At least he has his nose
It started with a small hole in his chest that R. couldn’t resist yanking stuffing through. And then she destroyed the arm.But she doesn’t seem to mind that it is missing. She can still make him clap.
I warned her that his eyes would come off permanently if she kept chewing and pulling. But I don’t think she understood, or maybe she didn’t care. She came to me when the eyes finally lost hold and said eyes over and over again for the next few hours. But she didn’t cry or even whine. And now they are forgotten.
I’ve had a back up Elmo on hand for years now. So when she went to school the next day I hid away eyeless Elmo and took out the new one. She greeted him happily at first. But after a few minutes it dawned on her and she screamed and screamed for Elmo.

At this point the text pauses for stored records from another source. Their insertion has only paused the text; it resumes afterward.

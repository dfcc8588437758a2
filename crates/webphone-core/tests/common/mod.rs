//! In-memory collaborators for driving a `CallController` in tests
//!
//! `FakeStack` stands in for the signaling library: it records every user
//! agent it creates and every INVITE those agents send, and lets a test
//! inject transport and session events the way a real stack would.

#![allow(dead_code)]

use std::collections::HashMap;
use std::sync::Arc;
use std::time::Duration;

use async_trait::async_trait;
use parking_lot::Mutex;
use tokio::sync::Notify;

use webphone_core::{
    AudioSink, CallController, CallId, CtiChannel, InviteRequest, MediaHost, MediaPlugCommand,
    MediaTrack, PhoneConfig, PhoneError, PhoneEvent, PhoneResult, SessionEvent,
    SignalingEventSink, SignalingSession, SipHeaders, SlotId, TrackKind, TransportEvent,
    UserAgent, UserAgentFactory, UserAgentSettings,
};

/// Operations a fake session has been asked to perform
#[derive(Debug, Clone, PartialEq, Eq)]
pub enum SessionOp {
    Hold,
    Unhold,
    Refer { target: String, headers: Vec<String> },
    Dtmf(char),
    Terminate,
}

pub struct FakeSession {
    pub request: InviteRequest,
    ops: Mutex<Vec<SessionOp>>,
    tracks: Mutex<Vec<MediaTrack>>,
    hold_fails: Mutex<bool>,
}

impl FakeSession {
    fn new(request: InviteRequest) -> Self {
        Self {
            request,
            ops: Mutex::new(Vec::new()),
            tracks: Mutex::new(vec![MediaTrack {
                id: "remote-audio-0".to_string(),
                kind: TrackKind::Audio,
            }]),
            hold_fails: Mutex::new(false),
        }
    }

    /// Make every later hold request fail
    pub fn fail_holds(&self) {
        *self.hold_fails.lock() = true;
    }

    pub fn ops(&self) -> Vec<SessionOp> {
        self.ops.lock().clone()
    }

    pub fn was_terminated(&self) -> bool {
        self.ops().contains(&SessionOp::Terminate)
    }

    fn record(&self, op: SessionOp) {
        self.ops.lock().push(op);
    }
}

#[async_trait]
impl SignalingSession for FakeSession {
    async fn hold(&self) -> PhoneResult<()> {
        if *self.hold_fails.lock() {
            return Err(PhoneError::signaling("hold", "491 Request Pending"));
        }
        self.record(SessionOp::Hold);
        Ok(())
    }

    async fn unhold(&self) -> PhoneResult<()> {
        self.record(SessionOp::Unhold);
        Ok(())
    }

    async fn refer(&self, target: &str, extra_headers: &[String]) -> PhoneResult<()> {
        self.record(SessionOp::Refer {
            target: target.to_string(),
            headers: extra_headers.to_vec(),
        });
        Ok(())
    }

    async fn dtmf(&self, tone: char) -> PhoneResult<()> {
        self.record(SessionOp::Dtmf(tone));
        Ok(())
    }

    async fn terminate(&self) -> PhoneResult<()> {
        self.record(SessionOp::Terminate);
        Ok(())
    }

    fn remote_tracks(&self) -> Vec<MediaTrack> {
        self.tracks.lock().clone()
    }
}

pub struct FakeAgent {
    pub settings: UserAgentSettings,
    pub sink: SignalingEventSink,
    fail_start: bool,
    started: Mutex<bool>,
    stopped: Mutex<bool>,
    sessions: Mutex<Vec<Arc<FakeSession>>>,
}

impl FakeAgent {
    pub fn is_started(&self) -> bool {
        *self.started.lock()
    }

    pub fn is_stopped(&self) -> bool {
        *self.stopped.lock()
    }

    pub fn invites(&self) -> Vec<InviteRequest> {
        self.sessions
            .lock()
            .iter()
            .map(|session| session.request.clone())
            .collect()
    }

    pub fn session(&self, call_id: CallId) -> Option<Arc<FakeSession>> {
        self.sessions
            .lock()
            .iter()
            .find(|session| session.request.call_id == call_id)
            .cloned()
    }

    pub fn last_session(&self) -> Option<Arc<FakeSession>> {
        self.sessions.lock().last().cloned()
    }
}

#[async_trait]
impl UserAgent for FakeAgent {
    async fn start(&self) -> PhoneResult<()> {
        if self.fail_start {
            return Err(PhoneError::signaling("start", "WebSocket refused"));
        }
        *self.started.lock() = true;
        Ok(())
    }

    async fn stop(&self) {
        *self.stopped.lock() = true;
    }

    async fn invite(&self, request: InviteRequest) -> PhoneResult<Arc<dyn SignalingSession>> {
        let session = Arc::new(FakeSession::new(request));
        self.sessions.lock().push(session.clone());
        Ok(session)
    }
}

#[derive(Default)]
pub struct FakeStack {
    agents: Mutex<Vec<Arc<FakeAgent>>>,
    fail_next_start: Mutex<bool>,
}

impl FakeStack {
    pub fn agent_count(&self) -> usize {
        self.agents.lock().len()
    }

    pub fn agent(&self) -> Arc<FakeAgent> {
        self.agents.lock().last().cloned().expect("no user agent created")
    }

    pub fn agent_at(&self, index: usize) -> Arc<FakeAgent> {
        self.agents.lock()[index].clone()
    }

    pub fn fail_next_start(&self) {
        *self.fail_next_start.lock() = true;
    }

    pub fn transport(&self, event: TransportEvent) {
        assert!(self.agent().sink.transport(event));
    }

    pub fn session_event(&self, call_id: CallId, event: SessionEvent) {
        assert!(self.agent().sink.session(call_id, event));
    }
}

impl UserAgentFactory for FakeStack {
    fn create(
        &self,
        settings: UserAgentSettings,
        sink: SignalingEventSink,
    ) -> PhoneResult<Arc<dyn UserAgent>> {
        let fail_start = std::mem::take(&mut *self.fail_next_start.lock());
        let agent = Arc::new(FakeAgent {
            settings,
            sink,
            fail_start,
            started: Mutex::new(false),
            stopped: Mutex::new(false),
            sessions: Mutex::new(Vec::new()),
        });
        self.agents.lock().push(agent.clone());
        Ok(agent)
    }
}

pub struct FakeSink {
    id: String,
    attached: Mutex<Vec<Vec<MediaTrack>>>,
}

impl FakeSink {
    pub fn attachments(&self) -> Vec<Vec<MediaTrack>> {
        self.attached.lock().clone()
    }
}

impl AudioSink for FakeSink {
    fn element_id(&self) -> &str {
        &self.id
    }

    fn attach(&self, tracks: Vec<MediaTrack>) -> PhoneResult<()> {
        self.attached.lock().push(tracks);
        Ok(())
    }
}

#[derive(Default)]
pub struct FakeMediaHost {
    sinks: Mutex<HashMap<String, Arc<FakeSink>>>,
    order: Mutex<Vec<String>>,
}

impl FakeMediaHost {
    pub fn sink_ids(&self) -> Vec<String> {
        self.order.lock().clone()
    }

    pub fn sink(&self, id: &str) -> Arc<FakeSink> {
        self.sinks.lock().get(id).cloned().expect("unknown sink")
    }
}

impl MediaHost for FakeMediaHost {
    fn create_sink(&self, element_id: &str) -> PhoneResult<Arc<dyn AudioSink>> {
        let sink = Arc::new(FakeSink {
            id: element_id.to_string(),
            attached: Mutex::new(Vec::new()),
        });
        self.sinks.lock().insert(element_id.to_string(), sink.clone());
        self.order.lock().push(element_id.to_string());
        Ok(sink)
    }
}

#[derive(Default)]
pub struct FakeCti {
    sent: Mutex<Vec<(String, MediaPlugCommand)>>,
    failing: Mutex<bool>,
    gate: Mutex<Option<Arc<Notify>>>,
}

impl FakeCti {
    pub fn sent(&self) -> Vec<(String, MediaPlugCommand)> {
        self.sent.lock().clone()
    }

    /// Make every later send fail
    pub fn fail_sends(&self) {
        *self.failing.lock() = true;
    }

    /// Make sends wait until the returned gate is notified, once per send
    pub fn hold_sends(&self) -> Arc<Notify> {
        let gate = Arc::new(Notify::new());
        *self.gate.lock() = Some(gate.clone());
        gate
    }
}

#[async_trait]
impl CtiChannel for FakeCti {
    async fn send_media_plug_command(
        &self,
        media_plug_uuid: &str,
        command: &MediaPlugCommand,
    ) -> PhoneResult<()> {
        let gate = self.gate.lock().clone();
        if let Some(gate) = gate {
            gate.notified().await;
        }
        if *self.failing.lock() {
            return Err(PhoneError::cti("connection refused"));
        }
        self.sent
            .lock()
            .push((media_plug_uuid.to_string(), command.clone()));
        Ok(())
    }
}

/// Settle delay used by test configurations
pub const SETTLE_DELAY: Duration = Duration::from_millis(20);

/// Comfortably longer than [`SETTLE_DELAY`]
pub const AFTER_SETTLE: Duration = Duration::from_millis(150);

pub fn test_config(max_sessions: usize) -> PhoneConfig {
    PhoneConfig::new("alice", "example.com", "app.example.com")
        .with_max_sessions(max_sessions)
        .with_media_plug_settle_delay(SETTLE_DELAY)
}

pub struct Harness {
    pub phone: CallController,
    pub stack: Arc<FakeStack>,
    pub host: Arc<FakeMediaHost>,
    pub cti: Arc<FakeCti>,
}

impl Harness {
    /// Build a controller without initializing it
    pub fn new(max_sessions: usize) -> Self {
        let stack = Arc::new(FakeStack::default());
        let host = Arc::new(FakeMediaHost::default());
        let cti = Arc::new(FakeCti::default());
        let phone = CallController::builder()
            .config(test_config(max_sessions))
            .user_agent_factory(stack.clone())
            .media_host(host.clone())
            .cti(cti.clone())
            .build()
            .expect("valid test configuration");
        Self {
            phone,
            stack,
            host,
            cti,
        }
    }

    /// Build, init and connect
    pub async fn connected(max_sessions: usize) -> Self {
        let harness = Self::new(max_sessions);
        harness.phone.init().await.expect("init");
        harness.connect().await;
        harness
    }

    pub async fn connect(&self) {
        self.stack.transport(TransportEvent::Connected);
        self.phone.drain_events().await;
        assert!(self.phone.is_connected().await);
    }

    pub async fn call_id(&self, slot: SlotId) -> CallId {
        self.phone
            .session(slot)
            .await
            .unwrap_or_else(|| panic!("slot {} is empty", slot))
            .call_id
    }

    pub async fn fake_session(&self, slot: SlotId) -> Arc<FakeSession> {
        let call_id = self.call_id(slot).await;
        self.stack.agent().session(call_id).expect("session was invited")
    }

    /// Deliver a session event to the call in `slot` and process it
    pub async fn slot_event(&self, slot: SlotId, event: SessionEvent) {
        let call_id = self.call_id(slot).await;
        self.stack.session_event(call_id, event);
        self.phone.drain_events().await;
    }

    /// Place a call and have it answered
    pub async fn talking_call(&self, destination: &str) -> SlotId {
        let slot = self.phone.make_call(destination).await.expect("make_call");
        self.slot_event(slot, SessionEvent::Accepted { headers: SipHeaders::new() })
            .await;
        slot
    }

    /// Call id of the media plug session, from the last INVITE to the switch
    pub fn media_plug_call_id(&self) -> CallId {
        self.stack
            .agent()
            .invites()
            .iter()
            .rev()
            .find(|invite| invite.target.starts_with("sip:media_plug@"))
            .map(|invite| invite.call_id)
            .expect("no media plug invite")
    }

    pub async fn media_plug_event(&self, event: SessionEvent) {
        self.stack.session_event(self.media_plug_call_id(), event);
        self.phone.drain_events().await;
    }

    pub async fn accept_media_plug(&self, uuid: &str) {
        self.media_plug_event(SessionEvent::Accepted {
            headers: SipHeaders::new().with("X-Channel-Uuid", uuid),
        })
        .await;
    }
}

/// Everything emitted so far on `events`
pub fn drain(events: &mut webphone_core::EventIterator) -> Vec<PhoneEvent> {
    let mut out = Vec::new();
    while let Some(event) = events.try_next() {
        out.push(event);
    }
    out
}

/// Session updates in `events` for `slot`
pub fn updates_for(events: &[PhoneEvent], slot: SlotId) -> Vec<webphone_core::CallState> {
    events
        .iter()
        .filter_map(|event| match event {
            PhoneEvent::SessionUpdate(session) if session.slot == slot => Some(session.state),
            _ => None,
        })
        .collect()
}
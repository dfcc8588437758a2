//! Call session types and the per-call state machine
//!
//! Every call slot holds at most one session. Its [`CallState`] only moves
//! through [`CallState::apply`], which refuses transitions the call
//! lifecycle does not allow:
//!
//! ```text
//! Calling ──► Progress ──► Talking ◄──► OnHold
//!    │           │            │           │
//!    ├──► Rejected / Cancel ──┤           │
//!    └───────────┴────────────┴───────────┴──► Terminated
//! ```
//!
//! `Terminated` is absorbing: once a session reaches it the controller
//! frees the slot.

use std::fmt;

use chrono::{DateTime, Utc};
use serde::{Deserialize, Serialize};
use uuid::Uuid;

/// Index of a call slot, in `[0, max_sessions)`
pub type SlotId = usize;

/// Controller-assigned id correlating signaling events with a session
#[derive(Debug, Clone, Copy, Hash, Eq, PartialEq, Serialize, Deserialize)]
pub struct CallId(pub Uuid);

impl CallId {
    pub fn new() -> Self {
        Self(Uuid::new_v4())
    }
}

impl Default for CallId {
    fn default() -> Self {
        Self::new()
    }
}

impl fmt::Display for CallId {
    fn fmt(&self, f: &mut fmt::Formatter<'_>) -> fmt::Result {
        write!(f, "{}", self.0)
    }
}

/// Direction of a call relative to the local user
#[derive(Debug, Clone, Copy, Hash, Eq, PartialEq, Serialize, Deserialize)]
#[serde(rename_all = "lowercase")]
pub enum CallDirection {
    Inbound,
    Outbound,
}

/// Lifecycle state of a call session
#[derive(Debug, Clone, Copy, Hash, Eq, PartialEq, Serialize, Deserialize)]
#[serde(rename_all = "snake_case")]
pub enum CallState {
    /// INVITE sent, no response yet
    Calling,
    /// Provisional response received
    Progress,
    /// Call answered and active
    Talking,
    /// Call answered and held
    OnHold,
    /// Remote side rejected the call
    Rejected,
    /// Call was cancelled before answer
    Cancel,
    /// Call ended; the slot is free
    Terminated,
}

impl CallState {
    /// Whether the session is over and its slot can be reused
    pub fn is_terminal(self) -> bool {
        self == CallState::Terminated
    }

    /// Whether the call has been answered and not yet ended
    pub fn is_established(self) -> bool {
        matches!(self, CallState::Talking | CallState::OnHold)
    }

    /// Compute the state reached from `self` by `trigger`
    pub fn apply(self, trigger: Trigger) -> Result<CallState, InvalidTransition> {
        use CallState::*;

        let next = match (self, trigger) {
            (Terminated, _) => None,
            // failures and BYE end the call from any live state
            (_, Trigger::Failed) | (_, Trigger::Terminated) => Some(Terminated),

            (Calling | Progress, Trigger::Progress) => Some(Progress),
            (Calling | Progress, Trigger::Accepted) => Some(Talking),
            (Calling | Progress, Trigger::Rejected) => Some(Rejected),
            (Calling | Progress, Trigger::Cancelled) => Some(Cancel),

            (Talking, Trigger::Hold) => Some(OnHold),
            (OnHold, Trigger::Resume) => Some(Talking),

            _ => None,
        };

        next.ok_or(InvalidTransition { from: self, trigger })
    }
}

impl fmt::Display for CallState {
    fn fmt(&self, f: &mut fmt::Formatter<'_>) -> fmt::Result {
        let label = match self {
            CallState::Calling => "calling",
            CallState::Progress => "progress",
            CallState::Talking => "talking",
            CallState::OnHold => "on hold",
            CallState::Rejected => "rejected",
            CallState::Cancel => "cancel",
            CallState::Terminated => "terminated",
        };
        f.write_str(label)
    }
}

/// Something that moves a session from one state to another
#[derive(Debug, Clone, Copy, Hash, Eq, PartialEq)]
pub enum Trigger {
    Progress,
    Accepted,
    Rejected,
    Cancelled,
    Failed,
    Terminated,
    Hold,
    Resume,
}

impl Trigger {
    /// Verb used in error messages
    pub fn action(self) -> &'static str {
        match self {
            Trigger::Progress => "progress",
            Trigger::Accepted => "accept",
            Trigger::Rejected => "reject",
            Trigger::Cancelled => "cancel",
            Trigger::Failed => "fail",
            Trigger::Terminated => "terminate",
            Trigger::Hold => "hold",
            Trigger::Resume => "resume",
        }
    }
}

/// A transition the state machine refused
#[derive(Debug, Clone, Copy, PartialEq, Eq)]
pub struct InvalidTransition {
    pub from: CallState,
    pub trigger: Trigger,
}

/// Snapshot of the session occupying a slot
///
/// This is what the host UI receives with every session update. The
/// signaling handle itself stays inside the controller.
#[derive(Debug, Clone, PartialEq, Serialize, Deserialize)]
pub struct CallSession {
    /// Slot the session occupies
    pub slot: SlotId,
    /// Id correlating signaling events with this session
    pub call_id: CallId,
    /// Current lifecycle state
    pub state: CallState,
    /// Who placed the call
    pub direction: CallDirection,
    /// Number dialled or calling
    pub peer_number: String,
    /// Display name of the peer
    pub peer_name: String,
    /// When the session was created
    pub created_at: DateTime<Utc>,
    /// When the state last changed
    pub updated_at: DateTime<Utc>,
}

impl CallSession {
    /// New outbound session in state `Calling`
    pub fn outbound(slot: SlotId, call_id: CallId, destination: &str) -> Self {
        let now = Utc::now();
        Self {
            slot,
            call_id,
            state: CallState::Calling,
            direction: CallDirection::Outbound,
            peer_number: destination.to_string(),
            peer_name: destination.to_string(),
            created_at: now,
            updated_at: now,
        }
    }

    /// Apply `trigger`, updating the state and timestamp on success
    pub fn transition(&mut self, trigger: Trigger) -> Result<CallState, InvalidTransition> {
        let next = self.state.apply(trigger)?;
        self.state = next;
        self.updated_at = Utc::now();
        Ok(next)
    }
}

I realized at that moment I had to make a choice. I could stand my ground and eventually she would stop crying and either become attached to the new Elmo or not. But I just couldn’t do it. There are so many instances where it is a matter of safety or something and I have to stand my ground. It seemed unfair to deprive her of a beloved comfort item because I think it looks bad. So I gave it back.
First trip to the zoo
We’ve been taking R. to the zoo since she was a baby. Last year we decided to get a membership because she finally seemed to notice the animals.
We try to switch up our route, so she does not get too fixated on any one thing. For the longest time she only wanted to get out of the stroller at the bear exhibit.
Gradually over the past few months she is getting out of the stroller at different places. Which is great, but she always has to carry Elmo, Ernie and her water cup. It could be worse, but it is still cumbersome.
We were never able to take her into the petting zoo area because she did not want to get out of the stroller, and if she did she had too much stuff. So I really talked it up one day, and told her only Elmo could go see the goats, Ernie and the cup had to wait in the stroller. It actually worked, and she loved seeing the animals up close. Now it is a regular part of our visit.
She likes to ride on the carousel. She sits on my lap on the bench so maybe that doesn’t really count, but she seems to enjoy herself. She also has recently developed a love for the train. I’ve started a rule that only Elmo goes on the rides. Anytime she wants to get out of the stroller, I also insist Ernie and the cup wait for her.
She has been getting out more and more, she will reach out and hand me Ernie and the cup, and I have to be quick so she doesn’t run off somewhere. She is pretty good about looking for me, but it still makes me nervous.
The last time we went to the zoo she jumped out and ran for the train yelling train, train. I think we’ll have to avoid walking by it if I don’t want to take her for a train ride.
R.’s birthday is on Monday, and my Mom has been wanting to get R. a dollhouse for a while now. We put it together and gave it to her yesterday so she would be able to play with it this weekend.
She noticed it the second she came in the house. She was all smiles and saying oh yay while she investigated the entire house. The house came with a Mom, Dad and twin baby dolls. She loves the Dad doll, she brought him to dinner (a space usually reserved for only Elmo and Ernie)
The dollhouse is the Fisher Price Loving Family Dollhouse. My Mom and I spent a few months researching the dollhouses and this seemed like the best one. I do kind of wish it wasn’t pink, but I think R. likes that it is. She likes pink. The house was easy to put together, and it is very sturdy. She has been trying to sit on the side rooms. I guess they do kind of look like a seat.
The house has no electronics, which is fine with me. All the furniture seems to light up or make sounds. I do think it would have been nice to have a working doorbell, even an old school no battery one.
Elmo goes to the zoo
R. has been bringing her plush Elmo everywhere, lately he is usually accompanied by The Count, but sometimes she brings only Elmo. It is somewhat of a security item, but she is playing with it, she treats them like dolls. Elmo gets drinks, food, his fur brushed,the occasional dress or hair bow and he gets to try on R.’s shoes. He dances, gets talked to, shown things and put places.
A little girl approached R at the playground, admiring Elmo and wanting to hold it. She reached for Elmo and R yelled No and pushed her hand away. I was so surprised that I just stood there for a minute and fought the urge to jump up and down yelling Woo hoo she said no to a peer. Then I realized that the little girl’s father was watching me so I made a lame attempt at suggesting R give the girl a turn with Elmo. Lucky for me the girl went on to other pursuits.
It occurred to me that I really did not know the proper way to handle a situation like that. I guess I’ve always thought that anything we brought to the playground was meant to be shared, but they are R.’s toys and Elmo is a security item, should she have to share her security item?
This came up again when we went to the zoo with another autism family who also had a child with security items. It was kind of nice to share our glee that our kids were fighting. We decided that the security items could only be touched by the non-owning child with permission, but the owner had to let the non-owner look at the items. We also decided between us to let them duke it out a bit and only intervene if real kicking or crying was involved. I only had to remove R once because she was kicking and starting to get really upset. She settled quickly and they seemed to come to terms with each other and the temptation.
I’m trying to talk to her more about what will happen when she brings Elmo places – kids are going to look at him, want to hold him. Maybe that will have an impact in time.